That's the story that most people know. What most do not is that this was a major SNAFU by the Navy, because standing directives did not require combatant ships to be listed as late when they did not arrive (no-one wanted the enemy to know where combatants were), the Indianapolis was not reported late and hence no rescue was begun until more than four days later when a plane on a routine patrol happened to see men in the water. The rescue was swift and efficient, but way too late, and literally hundreds of sailors died a horrid death, and those that lived had to deal with that.
To compound the horror the Navy decided to Court-Martial the Captain, and succeeded in ramming it through - the only Commanding Officer of a ship lost during the war who was Court-Martialed.

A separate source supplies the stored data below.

//! The narrated walkthrough
//!
//! [`run`] writes each demonstration block, in the order listed by [`titles`], to any
//! [`Write`]. The `primer` binary runs it against stdout and then waits for Enter with [`pause`].

use crate::{delay, Error, Publisher, Result, Scoped, Sequence};
use event_listener::Listener;
use futures_lite::StreamExt;
use std::{
    collections::{BTreeMap, BTreeSet, VecDeque},
    fmt::{self, Debug, Display, Formatter},
    io::{self, BufRead, Write},
    sync::mpsc,
    time::Duration,
};

const SECTION_COUNT: usize = 11;

type Section<W> = (&'static str, fn(&mut W, &Config) -> Result<()>);

fn sections<W: Write>() -> [Section<W>; SECTION_COUNT] {
    [
        ("Primitive types", |out, _| primitives(out)),
        ("Collections", |out, _| collections(out)),
        ("Control flow", |out, _| control_flow(out)),
        ("Structs, traits and enums", |out, _| structs_traits_enums(out)),
        ("Error handling", |out, _| error_handling(out)),
        ("Closures and iterator queries", |out, _| closures(out)),
        ("Asynchronous delay", |out, config| asynchronous(out, config.delay)),
        ("Events", |out, _| events(out)),
        ("Generics", |out, _| generics(out)),
        ("Scoped resources", |out, _| scoped_resources(out)),
        ("Lazy sequences", |out, _| lazy_sequences(out)),
    ]
}

/// The heading of every demonstration block, in the order [`run`] prints them
#[must_use]
pub fn titles() -> [&'static str; SECTION_COUNT] {
    sections::<io::Sink>().map(|(title, _)| title)
}

/// Options for [`run`]
#[derive(Clone, Copy, Debug, PartialEq, Eq)]
pub struct Config {
    /// How long the asynchronous delay block waits
    pub delay: Duration,
    /// Whether the binary waits for Enter once the tour is done
    pub pause_at_end: bool,
}

impl Default for Config {
    fn default() -> Self {
        Self {
            delay: Duration::from_secs(1),
            pause_at_end: true,
        }
    }
}

impl Config {
    /// Chainable setter for [`Config::delay`]
    #[must_use]
    pub fn with_delay(mut self, delay: Duration) -> Self {
        self.delay = delay;
        self
    }

    /// Chainable setter for [`Config::pause_at_end`]
    #[must_use]
    pub fn with_pause_at_end(mut self, pause_at_end: bool) -> Self {
        self.pause_at_end = pause_at_end;
        self
    }
}

/// Divide `dividend` by `divisor`, reporting a zero divisor as [`Error::DivideByZero`].
///
/// # Errors
///
/// Returns [`Error::DivideByZero`] when `divisor` is zero.
pub fn checked_divide(dividend: i32, divisor: i32) -> Result<i32> {
    if divisor == 0 {
        return Err(Error::DivideByZero { dividend });
    }
    // i32::MIN / -1 overflows; saturate rather than panic
    Ok(dividend.checked_div(divisor).unwrap_or(i32::MAX))
}

/// Write every demonstration block to `out`.
///
/// # Errors
///
/// Returns an error if writing to `out` fails, or if the delay's runtime cannot be started.
pub fn run<W: Write>(out: &mut W, config: &Config) -> Result<()> {
    for (index, (title, section)) in sections::<W>().into_iter().enumerate() {
        log::debug!("section {index}: {title}");
        writeln!(out, "== {title} ==")?;
        section(out, config)?;
        writeln!(out)?;
    }
    Ok(())
}

/// Prompt on `out` and wait for a single line of `input`.
///
/// # Errors
///
/// Returns an error if writing the prompt or reading the line fails.
pub fn pause<R: BufRead, W: Write>(mut input: R, out: &mut W) -> Result<()> {
    write!(out, "Press Enter to exit...")?;
    out.flush()?;
    let mut line = String::new();
    input.read_line(&mut line)?;
    Ok(())
}

fn primitives<W: Write>(out: &mut W) -> Result<()> {
    let integer: i32 = 42;
    let big: u64 = 9_000_000_000;
    let float: f64 = 2.5;
    let flag = true;
    let letter = 'R';
    let text = "hello";

    writeln!(out, "i32: {integer}, u64: {big}, f64: {float}")?;
    writeln!(out, "bool: {flag}, char: {letter}, &str: {text}")?;
    writeln!(out, "i32 range: {}..={}", i32::MIN, i32::MAX)?;
    writeln!(out, "u8 255 + 1 checked: {:?}", 255_u8.checked_add(1))?;
    writeln!(out, "u8 255 + 1 wrapping: {}", 255_u8.wrapping_add(1))?;
    writeln!(out, "f64 truncated: {}", float.trunc())?;
    Ok(())
}

fn collections<W: Write>(out: &mut W) -> Result<()> {
    let mut numbers = vec![3, 1, 2];
    numbers.push(4);
    numbers.sort_unstable();
    writeln!(out, "Vec: {numbers:?}, first: {:?}", numbers.first())?;

    let mut ages = BTreeMap::new();
    ages.insert("Alice", 30);
    ages.insert("Bob", 25);
    *ages.entry("Bob").or_insert(0) += 1;
    for (name, age) in &ages {
        writeln!(out, "Map: {name} is {age}")?;
    }

    let unique: BTreeSet<_> = ["a", "b", "a", "c"].into_iter().collect();
    writeln!(out, "Set: {unique:?}")?;

    let mut queue: VecDeque<_> = (1..=3).collect();
    queue.push_front(0);
    writeln!(out, "Deque: {queue:?}")?;
    let popped = queue.pop_back();
    writeln!(out, "Deque after pop_back: {queue:?}, popped: {popped:?}")?;
    Ok(())
}

fn control_flow<W: Write>(out: &mut W) -> Result<()> {
    let number = 7;
    if number % 2 == 0 {
        writeln!(out, "{number} is even")?;
    } else {
        writeln!(out, "{number} is odd")?;
    }

    let size = match number {
        0 => "zero",
        1..=5 => "small",
        _ => "large",
    };
    writeln!(out, "{number} is {size}")?;

    for i in 0..3 {
        writeln!(out, "for: {i}")?;
    }

    let mut countdown = 3;
    while countdown > 0 {
        writeln!(out, "while: {countdown}")?;
        countdown -= 1;
    }

    let mut attempts = 0;
    let found = loop {
        attempts += 1;
        if attempts * attempts > 10 {
            break attempts;
        }
    };
    writeln!(out, "loop: first square over 10 is {found}^2")?;
    Ok(())
}

trait Shape {
    fn name(&self) -> &'static str;
    fn area(&self) -> f64;
}

struct Circle {
    radius: f64,
}

struct Rectangle {
    width: f64,
    height: f64,
}

impl Shape for Circle {
    fn name(&self) -> &'static str {
        "circle"
    }

    fn area(&self) -> f64 {
        std::f64::consts::PI * self.radius * self.radius
    }
}

impl Shape for Rectangle {
    fn name(&self) -> &'static str {
        "rectangle"
    }

    fn area(&self) -> f64 {
        self.width * self.height
    }
}

#[derive(Clone, Copy, Debug)]
enum Weekday {
    Monday,
    Saturday,
    Sunday,
}

impl Weekday {
    fn is_weekend(self) -> bool {
        matches!(self, Self::Saturday | Self::Sunday)
    }
}

impl Display for Weekday {
    fn fmt(&self, f: &mut Formatter<'_>) -> fmt::Result {
        Debug::fmt(self, f)
    }
}

fn structs_traits_enums<W: Write>(out: &mut W) -> Result<()> {
    let shapes: [Box<dyn Shape>; 2] = [
        Box::new(Circle { radius: 1.0 }),
        Box::new(Rectangle {
            width: 2.0,
            height: 3.0,
        }),
    ];
    for shape in &shapes {
        writeln!(out, "{} area: {:.2}", shape.name(), shape.area())?;
    }

    for day in [Weekday::Monday, Weekday::Saturday, Weekday::Sunday] {
        writeln!(out, "{day} is weekend: {}", day.is_weekend())?;
    }
    Ok(())
}

fn error_handling<W: Write>(out: &mut W) -> Result<()> {
    let mut out = Scoped::acquire(out, |out: &mut &mut W| {
        if let Err(error) = writeln!(out, "Finally block executed") {
            log::warn!("could not write finalization line: {error}");
        }
    });

    match checked_divide(10, 0) {
        Ok(quotient) => writeln!(out, "10 / 0 = {quotient}")?,
        Err(error) => writeln!(out, "Caught error: {error}")?,
    }
    out.release();
    Ok(())
}

#[derive(Debug)]
struct Person {
    name: &'static str,
    age: u32,
}

fn closures<W: Write>(out: &mut W) -> Result<()> {
    let offset = 10;
    let add_offset = |n: i32| n + offset;
    writeln!(out, "closure: add_offset(5) = {}", add_offset(5))?;

    let squares_of_evens: Vec<i32> = (1..=10).filter(|n| n % 2 == 0).map(|n| n * n).collect();
    writeln!(out, "squares of evens: {squares_of_evens:?}")?;

    let people = [
        Person {
            name: "Alice",
            age: 30,
        },
        Person {
            name: "Bob",
            age: 17,
        },
        Person {
            name: "Carol",
            age: 45,
        },
    ];
    let mut adults: Vec<_> = people.iter().filter(|p| p.age >= 18).collect();
    adults.sort_by_key(|p| std::cmp::Reverse(p.age));
    let names: Vec<_> = adults.iter().map(|p| p.name).collect();
    writeln!(out, "adults, oldest first: {names:?}")?;

    let total_age: u32 = people.iter().map(|p| p.age).sum();
    writeln!(out, "total age: {total_age}")?;
    Ok(())
}

fn asynchronous<W: Write>(out: &mut W, duration: Duration) -> Result<()> {
    writeln!(out, "Waiting {}ms...", duration.as_millis())?;
    out.flush()?;
    delay::after(duration).block()?;
    writeln!(out, "Done waiting")?;
    Ok(())
}

fn events<W: Write>(out: &mut W) -> Result<()> {
    let (sender, receiver) = mpsc::channel();
    let mut publisher = Publisher::new();
    let listener = publisher.listen();

    let subscription = publisher.subscribe({
        let sender = sender.clone();
        move |_| {
            let _ = sender.send("Event received by first subscriber");
        }
    });
    publisher.subscribe(move |_| {
        let _ = sender.send("Event received by second subscriber");
    });

    let invoked = publisher.trigger();
    for line in receiver.try_iter() {
        writeln!(out, "{line}")?;
    }
    listener.wait();
    writeln!(out, "{invoked} callbacks invoked, listener woken")?;

    publisher.unsubscribe(subscription);
    let invoked = publisher.trigger();
    for line in receiver.try_iter() {
        writeln!(out, "{line}")?;
    }
    writeln!(out, "after unsubscribing: {invoked} callback invoked")?;
    Ok(())
}

#[derive(Debug)]
struct Pair<T> {
    first: T,
    second: T,
}

impl<T> Pair<T> {
    fn swap(self) -> Self {
        Self {
            first: self.second,
            second: self.first,
        }
    }
}

fn largest<T: PartialOrd + Copy>(items: &[T]) -> Option<T> {
    let mut iter = items.iter().copied();
    let first = iter.next()?;
    Some(iter.fold(first, |max, item| if item > max { item } else { max }))
}

fn generics<W: Write>(out: &mut W) -> Result<()> {
    writeln!(out, "largest i32: {:?}", largest(&[3, 9, 4]))?;
    writeln!(out, "largest char: {:?}", largest(&['x', 'b', 'q']))?;
    writeln!(out, "largest of nothing: {:?}", largest::<u8>(&[]))?;
    let pair = Pair {
        first: "left",
        second: "right",
    };
    writeln!(out, "swapped: {:?}", pair.swap())?;
    Ok(())
}

fn scoped_resources<W: Write>(out: &mut W) -> Result<()> {
    let (sender, receiver) = mpsc::channel();
    {
        let sender = sender.clone();
        let resource = Scoped::acquire("resource", move |name| {
            let _ = sender.send(format!("{name} released"));
        });
        writeln!(out, "using {}", *resource)?;
    }
    for line in receiver.try_iter() {
        writeln!(out, "scope exit: {line}")?;
    }

    let mut resource = Scoped::acquire("resource", move |name| {
        let _ = sender.send(format!("{name} released"));
    });
    let first = resource.release();
    let second = resource.release();
    drop(resource);
    for line in receiver.try_iter() {
        writeln!(out, "explicit release: {line}")?;
    }
    writeln!(out, "first release ran cleanup: {first}, second: {second}")?;
    Ok(())
}

fn lazy_sequences<W: Write>(out: &mut W) -> Result<()> {
    let sequence = Sequence::new(5);
    let mut line = String::new();
    for n in &sequence {
        line.push_str(&n.to_string());
        line.push(' ');
    }
    writeln!(out, "first traversal: {}", line.trim_end())?;
    writeln!(out, "second traversal: {:?}", sequence.iter().collect::<Vec<_>>())?;

    let streamed = futures_lite::future::block_on(sequence.stream().collect::<Vec<_>>());
    writeln!(out, "as a stream: {streamed:?}")?;
    Ok(())
}

#[cfg(test)]
mod test {
    use super::{checked_divide, largest, Pair};
    use crate::Error;

    #[test]
    fn divide() {
        assert_eq!(checked_divide(10, 2).unwrap(), 5);
        assert!(matches!(
            checked_divide(10, 0),
            Err(Error::DivideByZero { dividend: 10 })
        ));
        assert_eq!(checked_divide(i32::MIN, -1).unwrap(), i32::MAX);
    }

    #[test]
    fn largest_of_slices() {
        assert_eq!(largest(&[1, 5, 2]), Some(5));
        assert_eq!(largest(&[2.5, -1.0]), Some(2.5));
        assert_eq!(largest::<i32>(&[]), None);
    }

    #[test]
    fn pair_swap() {
        let pair = Pair {
            first: 1,
            second: 2,
        }
        .swap();
        assert_eq!((pair.first, pair.second), (2, 1));
    }
}
use event_listener::{Event, EventListener};
use std::fmt::{self, Debug, Formatter};

type Callback = Box<dyn Fn(&Signal) + Send + Sync + 'static>;

/// The payload passed to every subscriber when a [`Publisher`] is triggered.
///
/// It carries no data; receiving it is the whole message.
#[derive(Clone, Copy, Debug, Default, PartialEq, Eq, Hash)]
pub struct Signal;

/// Identifies one registration on a [`Publisher`].
///
/// Returned by [`Publisher::subscribe`] and accepted by [`Publisher::unsubscribe`]. Ids are never
/// reused by the publisher that issued them.
#[derive(Clone, Copy, Debug, PartialEq, Eq, Hash, PartialOrd, Ord)]
pub struct SubscriptionId(u64);

struct Subscriber {
    id: SubscriptionId,
    callback: Callback,
}

/// An ordered registry of callbacks, all of which are invoked when the publisher is triggered.
///
/// Callbacks run synchronously on the thread that calls [`Publisher::trigger`], in the order
/// they were subscribed. Triggering a publisher with no subscribers does nothing.
///
/// If a callback panics, the panic propagates out of [`Publisher::trigger`] immediately: the
/// remaining callbacks are not invoked and listeners are not notified.
///
/// In addition to callbacks, any number of [`EventListener`]s can wait for the next trigger with
/// [`Publisher::listen`], either by blocking or by awaiting.
#[derive(Default)]
pub struct Publisher {
    subscribers: Vec<Subscriber>,
    next_id: u64,
    event: Event,
}

impl Debug for Publisher {
    fn fmt(&self, f: &mut Formatter<'_>) -> fmt::Result {
        f.debug_struct("Publisher")
            .field(
                "subscribers",
                &self.subscribers.iter().map(|s| s.id).collect::<Vec<_>>(),
            )
            .field("next_id", &self.next_id)
            .field("event", &"..")
            .finish()
    }
}

impl Publisher {
    /// Construct a new `Publisher` with no subscribers.
    #[must_use]
    pub fn new() -> Self {
        Self::default()
    }

    /// Register a callback, to be invoked after all previously registered callbacks.
    pub fn subscribe<F>(&mut self, callback: F) -> SubscriptionId
    where
        F: Fn(&Signal) + Send + Sync + 'static,
    {
        let id = SubscriptionId(self.next_id);
        self.next_id += 1;
        log::trace!("subscribing {id:?}");
        self.subscribers.push(Subscriber {
            id,
            callback: Box::new(callback),
        });
        id
    }

    /// Remove a registration.
    ///
    /// Returns false if no callback is registered under this id, which is not an error.
    #[allow(clippy::must_use_candidate)] // It's fine to ignore whether anything was removed.
    pub fn unsubscribe(&mut self, id: SubscriptionId) -> bool {
        if let Some(index) = self.subscribers.iter().position(|s| s.id == id) {
            log::trace!("unsubscribing {id:?}");
            self.subscribers.remove(index);
            true
        } else {
            log::trace!("{id:?} was not subscribed");
            false
        }
    }

    /// Invoke every registered callback in subscription order, then wake all listeners.
    ///
    /// Returns the number of callbacks invoked.
    #[allow(clippy::must_use_candidate)] // It's fine not to use the count.
    pub fn trigger(&self) -> usize {
        log::debug!("triggering {} subscriber(s)", self.subscribers.len());
        for Subscriber { id, callback } in &self.subscribers {
            log::trace!("invoking {id:?}");
            callback(&Signal);
        }
        self.event.notify(usize::MAX);
        self.subscribers.len()
    }

    /// Returns an [`EventListener`] that will be notified the next time this publisher is
    /// triggered.
    ///
    /// The listener can be awaited, or blocked on with
    /// [`Listener::wait`][event_listener::Listener::wait].
    #[must_use]
    pub fn listen(&self) -> EventListener {
        self.event.listen()
    }

    /// The number of registered callbacks
    #[must_use]
    pub fn len(&self) -> usize {
        self.subscribers.len()
    }

    /// Determine if this publisher has no registered callbacks
    #[must_use]
    pub fn is_empty(&self) -> bool {
        self.subscribers.is_empty()
    }
}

Later others were given career-ending reprimands, without justification. In the end Captain McVay was exonerated, but in 1968, after years of suffering abuse from those who thought him guilty he committed suicide.
Abandon Ship! was written not long after the sinking and is well-documented. It is a sad and disturbing story because of the tragedy itself, and the horrible and significant loss of life, but also because of the callous action to try and find a scapegoat after the fact. Fortunately rules were changed and others lives probably saved because of what happened, but what happened is a prime example of what happens when the focus is on fixing the blame instead of fixing the problem. ( )
1 vote bjtimm | Nov 8, 2016 |
for my book club. Story about the death of the heavy cruiser U.S.S. Indianapolis.
  Greymowser | Jan 23, 2016 |
Good story well and simply told of the events underlying “the only court-martial in the history of the U. S. Navy of a commanding officer for loss of his vessel in wartime.”
  Mark-S | Jan 18, 2015 |
Harrowing enough story of disaster and subsequent scapegoating of the innocent and cover-up by a rule-bound hierarchy, (USNavy). Most fascinating is the postscript where a schoolboy hears a bit of the story while watching Jaws ( sharks were among the hazards of floating in the South Pacific after the sinking). He got intrigued, then obsessed by the story and the injustice and eventually brought a tardy exoneration out of the Navy for Capt McVeigh, but too late: he'd put a bullet through his head at age 70.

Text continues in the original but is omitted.